女の子と食事はデートというのだろうか? 2
夜ごはんは、まあいつも通りだった。
あえて話すとすると、終始無言は当たり前の、いわゆる凍りついたような食卓だった。
唯一、出来上がってる夜ごはんだけが温かく、救いだった。
そして、俺はいま、究極の二択を迫られていた。あの子と私、どっちが大事なの……! みたいなことを言われたわけじゃない。ただの、ソシャゲの話だ。

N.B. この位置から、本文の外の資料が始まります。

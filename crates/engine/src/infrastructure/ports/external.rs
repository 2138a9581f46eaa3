//! External service ports.

use cochar_domain::Sex;

use super::error::NameError;

/// Name database.
///
/// When the requested sex has no names for a country the provider picks a
/// substitute itself: the non-binary list if there is one, else a random list
/// that exists.
#[cfg_attr(test, mockall::automock)]
pub trait NamePort: Send + Sync {
    fn first_name(
        &self,
        year: i32,
        sex: Sex,
        country: &str,
        use_weights: bool,
    ) -> Result<String, NameError>;

    fn last_name(
        &self,
        year: i32,
        sex: Sex,
        country: &str,
        use_weights: bool,
    ) -> Result<String, NameError>;

    /// Country codes with name data, sorted.
    fn available_countries(&self) -> Vec<String>;
}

つい先程、運営から最高レアリティーキャラの選択チケットなるアイテムが配布された。
選択できる4体の中でも、うち2体のキャラで、俺はどちらにするか悩んでいた。
片方は強キャラ、片方は好みのキャラ。
この悩みを例えるなら、ラブコメのラノベやマンガで、結ばれてほしいキャラが主人公と結ばれなかったときのような感覚だ。
数分後、俺は好みのキャラを愛でていた。
うん、イベントなんて気合いで乗り越えられる。そう、軽く自分に自己暗示をかけておく。
「お兄ちゃ、ん」
部屋の中で俺を呼ぶ声が聞こえてくる。
「きも」
「えっと、部屋に入ってくるときぐらい、ノックしてほしいんだが……」
「はっ? ノックならしたけど。てか、そんなんいいから、早く風呂に入って。お兄ちゃんが入った後に、私が入るんだから」
なるほど。好みのキャラを愛でるのに夢中になっていたせいで、ノックに気づかなかったというわけか。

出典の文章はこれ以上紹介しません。